O seu emfim! devia ser a morte.

Todos os dias, de toda a parte—graças á actividade febril dos prelos nos ultimos vinte annos—recebia novos livros, que se iam empilhando em camadas alterosas á espera que a alphabetação por auctores lhes fizesse lugar nos tomos seguintes, ou no retrocesso a{127} um novo supplemento, que decerto já não esperaria concluir.

Todos nós podemos hoje testemunhar a grande importancia do Diccionario Bibliographico Portuguez, como subsidio para os nossos trabalhos litterarios. Tem defeitos e lacunas, mas seria absurdo exigir que os não tivesse. O que elle dá, é bom; o que deixa de dar, em relação ao seu tempo, é pouco.

Como bibliophilo, Innocencio Francisco da Silva não era um avarento, um Harpagão egoista, que fechasse a sete chaves os seus livros e os seus manuscriptos.

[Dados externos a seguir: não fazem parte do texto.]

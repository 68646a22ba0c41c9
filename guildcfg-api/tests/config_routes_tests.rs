//! HTTP contract tests for the guild configuration endpoints.

use std::sync::Arc;
use std::time::Duration;

use axum::body::{to_bytes, Body};
use axum::http::{header, Request, StatusCode};
use axum::response::Response;
use axum::Router;
use guildcfg_api::{create_router, AppState};
use guildcfg_core::{EngineConfig, RateLimitPolicy};
use guildcfg_engine::{ConfigService, RateLimiter, StaticTenantDirectory};
use guildcfg_storage::DurableRepo;
use guildcfg_test_utils::fixtures::{channels, tenant, InMemoryStores};
use serde_json::{json, Value};
use tower::ServiceExt;

const GUILD: &str = "123456789012345678";
const PATH: &str = "/api/guilds/123456789012345678/config";

fn app_with(stores: &InMemoryStores, config: EngineConfig) -> Router {
    let service = ConfigService::new(
        stores.durable.clone(),
        stores.cache.clone(),
        Arc::new(StaticTenantDirectory::new([tenant(GUILD)])),
        RateLimiter::new(stores.cache.clone()),
        config,
    );
    create_router(AppState::new(service))
}

fn app(stores: &InMemoryStores) -> Router {
    app_with(
        stores,
        EngineConfig {
            write_rate: RateLimitPolicy::new(1_000, Duration::from_secs(60)),
            read_rate: RateLimitPolicy::new(1_000, Duration::from_secs(10)),
            ..Default::default()
        },
    )
}

fn get(path: &str) -> Request<Body> {
    Request::get(path)
        .header("x-actor-id", "42")
        .body(Body::empty())
        .unwrap()
}

fn put(path: &str, if_match: Option<&str>, body: Value) -> Request<Body> {
    let mut builder = Request::put(path)
        .header("x-actor-id", "42")
        .header(header::CONTENT_TYPE, "application/json");
    if let Some(tag) = if_match {
        builder = builder.header(header::IF_MATCH, tag);
    }
    builder.body(Body::from(body.to_string())).unwrap()
}

async fn json_body(response: Response) -> Value {
    let bytes = to_bytes(response.into_body(), usize::MAX).await.unwrap();
    serde_json::from_slice(&bytes).unwrap()
}

fn whitelist_body(allow_all: bool, ids: &[&str]) -> Value {
    json!({ "allowAllChannels": allow_all, "whitelistedChannelIds": ids })
}

// ============================================================================
// GET
// ============================================================================

#[tokio::test]
async fn test_get_creates_default_with_etag() {
    let stores = InMemoryStores::new();
    let response = app(&stores).oneshot(get(PATH)).await.unwrap();

    assert_eq!(response.status(), StatusCode::OK);
    assert_eq!(response.headers()[header::ETAG], "\"1\"");
    assert_eq!(response.headers()[header::CACHE_CONTROL], "no-store");

    let body = json_body(response).await;
    assert_eq!(body["tenantId"], GUILD);
    assert_eq!(body["allowAllChannels"], true);
    assert_eq!(body["whitelistedChannelIds"], json!([]));
    assert_eq!(body["version"], 1);
}

#[tokio::test]
async fn test_missing_actor_is_unauthorized() {
    let stores = InMemoryStores::new();
    let request = Request::get(PATH).body(Body::empty()).unwrap();
    let response = app(&stores).oneshot(request).await.unwrap();

    assert_eq!(response.status(), StatusCode::UNAUTHORIZED);
    let body = json_body(response).await;
    assert_eq!(body["code"], "UNAUTHORIZED");
}

#[tokio::test]
async fn test_inactive_guild_is_not_found() {
    let stores = InMemoryStores::new();
    let response = app(&stores)
        .oneshot(get("/api/guilds/999/config"))
        .await
        .unwrap();
    assert_eq!(response.status(), StatusCode::NOT_FOUND);
}

#[tokio::test]
async fn test_reserved_guild_id_is_rejected() {
    let stores = InMemoryStores::new();
    let response = app(&stores)
        .oneshot(get("/api/guilds/schema_version/config"))
        .await
        .unwrap();
    assert_eq!(response.status(), StatusCode::BAD_REQUEST);
}

// ============================================================================
// PUT
// ============================================================================

#[tokio::test]
async fn test_put_round_trip_then_conflict() {
    let stores = InMemoryStores::new();
    let app = app(&stores);
    app.clone().oneshot(get(PATH)).await.unwrap();

    let response = app
        .clone()
        .oneshot(put(PATH, Some("\"1\""), whitelist_body(false, &["111", "222", "111"])))
        .await
        .unwrap();
    assert_eq!(response.status(), StatusCode::OK);
    assert_eq!(response.headers()[header::ETAG], "\"2\"");
    let body = json_body(response).await;
    assert_eq!(body["success"], true);
    assert_eq!(body["config"]["version"], 2);
    assert_eq!(body["config"]["whitelistedChannelIds"], json!(["111", "222"]));
    assert!(body.get("warning").is_none());

    let response = app
        .oneshot(put(PATH, Some("\"1\""), whitelist_body(true, &[])))
        .await
        .unwrap();
    assert_eq!(response.status(), StatusCode::CONFLICT);
    let body = json_body(response).await;
    assert_eq!(body["code"], "VERSION_CONFLICT");
    assert_eq!(body["details"]["currentVersion"], 2);
}

#[tokio::test]
async fn test_put_without_precondition_is_412() {
    let stores = InMemoryStores::new();
    let app = app(&stores);
    app.clone().oneshot(get(PATH)).await.unwrap();

    for tag in [None, Some("1"), Some("\"one\""), Some("*")] {
        let response = app
            .clone()
            .oneshot(put(PATH, tag, whitelist_body(true, &[])))
            .await
            .unwrap();
        assert_eq!(response.status(), StatusCode::PRECONDITION_FAILED, "tag {:?}", tag);
    }

    let config = stores.durable.get(&tenant(GUILD)).await.unwrap().unwrap();
    assert_eq!(config.version, 1);
}

#[tokio::test]
async fn test_put_oversized_whitelist_is_400() {
    let stores = InMemoryStores::new();
    let app = app(&stores);
    app.clone().oneshot(get(PATH)).await.unwrap();

    let ids = channels(501);
    let body = json!({ "allowAllChannels": false, "whitelistedChannelIds": ids });
    let response = app.oneshot(put(PATH, Some("\"1\""), body)).await.unwrap();

    assert_eq!(response.status(), StatusCode::BAD_REQUEST);
    let body = json_body(response).await;
    assert_eq!(body["details"]["limit"], 500);
}

#[tokio::test]
async fn test_put_malformed_body_is_400() {
    let stores = InMemoryStores::new();
    let app = app(&stores);
    app.clone().oneshot(get(PATH)).await.unwrap();

    let response = app
        .oneshot(put(PATH, Some("\"1\""), json!({ "whitelistedChannelIds": "nope" })))
        .await
        .unwrap();
    assert_eq!(response.status(), StatusCode::BAD_REQUEST);
}

#[tokio::test]
async fn test_put_missing_whitelist_is_400_and_keeps_stored_list() {
    let stores = InMemoryStores::new();
    let app = app(&stores);
    app.clone().oneshot(get(PATH)).await.unwrap();

    let response = app
        .clone()
        .oneshot(put(PATH, Some("\"1\""), whitelist_body(false, &["111", "222"])))
        .await
        .unwrap();
    assert_eq!(response.status(), StatusCode::OK);

    for body in [json!({ "allowAllChannels": false }), json!({ "whitelistedChannelIds": [] })] {
        let response = app
            .clone()
            .oneshot(put(PATH, Some("\"2\""), body))
            .await
            .unwrap();
        assert_eq!(response.status(), StatusCode::BAD_REQUEST);
        let body = json_body(response).await;
        assert_eq!(body["code"], "INVALID_INPUT");
    }

    let config = stores.durable.get(&tenant(GUILD)).await.unwrap().unwrap();
    assert_eq!(config.version, 2);
    assert_eq!(config.whitelist, vec!["111".to_string(), "222".to_string()]);
}

#[tokio::test]
async fn test_put_cache_failure_is_503_with_saved_version() {
    let stores = InMemoryStores::new();
    let app = app(&stores);
    app.clone().oneshot(get(PATH)).await.unwrap();
    stores.cache.fail_writes_for(&tenant(GUILD));

    let response = app
        .oneshot(put(PATH, Some("\"1\""), whitelist_body(false, &["111"])))
        .await
        .unwrap();
    assert_eq!(response.status(), StatusCode::SERVICE_UNAVAILABLE);
    let body = json_body(response).await;
    assert_eq!(body["details"]["savedVersion"], 2);
    assert_eq!(body["details"]["tenantId"], GUILD);

    let config = stores.durable.get(&tenant(GUILD)).await.unwrap().unwrap();
    assert_eq!(config.version, 2);
}

#[tokio::test]
async fn test_put_notify_failure_is_200_with_warning() {
    let stores = InMemoryStores::new();
    let app = app(&stores);
    app.clone().oneshot(get(PATH)).await.unwrap();
    stores.cache.set_notify_failure(true);

    let response = app
        .oneshot(put(PATH, Some("\"1\""), whitelist_body(true, &[])))
        .await
        .unwrap();
    assert_eq!(response.status(), StatusCode::OK);
    let body = json_body(response).await;
    assert!(body["warning"].is_string());
}

#[tokio::test]
async fn test_put_commit_failure_is_500() {
    let stores = InMemoryStores::new();
    let app = app(&stores);
    app.clone().oneshot(get(PATH)).await.unwrap();
    stores.durable.set_commit_failure(true);

    let response = app
        .oneshot(put(PATH, Some("\"1\""), whitelist_body(true, &[])))
        .await
        .unwrap();
    assert_eq!(response.status(), StatusCode::INTERNAL_SERVER_ERROR);
}

#[tokio::test]
async fn test_put_rate_limited_is_429_with_retry_after() {
    let stores = InMemoryStores::new();
    let app = app_with(
        &stores,
        EngineConfig {
            write_rate: RateLimitPolicy::new(1, Duration::from_secs(60)),
            ..Default::default()
        },
    );
    app.clone().oneshot(get(PATH)).await.unwrap();

    let first = app
        .clone()
        .oneshot(put(PATH, Some("\"1\""), whitelist_body(true, &[])))
        .await
        .unwrap();
    assert_eq!(first.status(), StatusCode::OK);

    let second = app
        .oneshot(put(PATH, Some("\"2\""), whitelist_body(true, &[])))
        .await
        .unwrap();
    assert_eq!(second.status(), StatusCode::TOO_MANY_REQUESTS);
    let retry_after: u64 = second.headers()[header::RETRY_AFTER]
        .to_str()
        .unwrap()
        .parse()
        .unwrap();
    assert!((1..=60).contains(&retry_after));
}

#[tokio::test]
async fn test_rejected_writes_still_consume_write_budget() {
    let stores = InMemoryStores::new();
    let app = app_with(
        &stores,
        EngineConfig {
            write_rate: RateLimitPolicy::new(2, Duration::from_secs(60)),
            ..Default::default()
        },
    );
    app.clone().oneshot(get(PATH)).await.unwrap();

    let missing_tag = app
        .clone()
        .oneshot(put(PATH, None, whitelist_body(true, &[])))
        .await
        .unwrap();
    assert_eq!(missing_tag.status(), StatusCode::PRECONDITION_FAILED);

    let malformed = app
        .clone()
        .oneshot(put(PATH, Some("\"1\""), json!({ "allowAllChannels": "yes" })))
        .await
        .unwrap();
    assert_eq!(malformed.status(), StatusCode::BAD_REQUEST);

    let valid = app
        .oneshot(put(PATH, Some("\"1\""), whitelist_body(true, &[])))
        .await
        .unwrap();
    assert_eq!(valid.status(), StatusCode::TOO_MANY_REQUESTS);

    let config = stores.durable.get(&tenant(GUILD)).await.unwrap().unwrap();
    assert_eq!(config.version, 1);
}

#[tokio::test]
async fn test_health() {
    let stores = InMemoryStores::new();
    let request = Request::get("/health").body(Body::empty()).unwrap();
    let response = app(&stores).oneshot(request).await.unwrap();
    assert_eq!(response.status(), StatusCode::OK);
    let body = json_body(response).await;
    assert_eq!(body["status"], "healthy");
}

Facultava uns e outros aos seus amigos. Eu mesmo fui obsequiado por elle com a copia de algumas poesias ineditas de Gabriel Pereira de Castro, que me serviram para architectar sobre ellas o conto—Como as borboletas se queimam—inserto no livro PORTUGAL DE CABELLEIRA (1875).

Egoismo de bibliophilo só o tinha para os seus collegas em bibliomania. Era natural que, entre elles, disputasse encarniçadamente a presa. Julio Cesar Machado conta nas Mil e uma historias o caso interessante de Pereira Merello e Innocencio procurarem enganar-se um ao outro, com o fim de apanharem um livro raro, que ambos haviam lobrigado no Manuel Rodrigues, do Pote das Almas.

D'esta vez Innocencio ficou codilhado.

A este ou outros desastres alludia elle certamente quando, escrevendo o artigo Bibliophilos e biblomaniacos, na Encyclopedia litteraria, publicada pelo sr. Antonio Maria Pereira (filho), dizia com visivel azedume:

«Na classe dos bibliomaniacos improductivos, que capricham em accumular livros sobre livros, um conhecemos sobre todos digno de menção especial. Fareja este homem diariamente ha bons vinte e cinco annos, as lojas dos livreiros e alfarrabistas de Lisboa, sem que lhe escapem os leilões e a classica feira da ladra, na diligencia de prover-se de tudo o que nas diversas provincias{128} da republica litteraria gosa de algum apreço por merito ou raridade. As linguas, o assumpto, a edade dos livros são para elle coisas indifferentes; sciencias, arte, litteratura, prosa e verso, impressos ou manuscriptos em qualquer lingua, e de qualquer tempo, tudo lhe serve e tudo abarca. D'este modo tem conseguido reunir copiosissima somma de volumes, e não sem grande dispendio, com quanto seja de genio naturalmente acanhado, e de uma mesquinhez que toca as raias da miseria, chegando por vezes a tornar-se insupportavel aos vendedores que o têem por um caustico volante. Pois esta originalissima creatura, cujo saber parece ser encyclopedico, apenas nos deu até hoje por suado fructo de tantas lucubrações um magrissimo artigo de vinte e tantas linhas, servindo de explicação a uma reles lithographia, que appareceu ha muitos annos em certo jornal artistico de Lisboa, de ephemera duração!...»

Aqui está o Innocencio azedo, despeitado, tal como elle era nas suas horas de indignação. Mas, bibliophilo productivo, auctor de um vasto repositorio bibliographico que a todos aproveitaria, comprehende-se e desculpa-se o desespero com que elle veria fugir-lhe um raro exemplar precioso, destinado a tornar-se improductivo para toda a gente, com excepção, talvez, do seu feliz possuidor.

Elle tinha a religião, o fetichismo do livro. Era um idolatra, um fanatico. Mas n'aquelle templo litterario da rua de S. Filippe Nery abriam-se de par em par as portas para os amigos que queriam estudar. E os que não eram seus amigos pessoaes, aproveitavam, mediante a publicação do Diccionario, com a riqueza dos thesouros acumulados por Innocencio.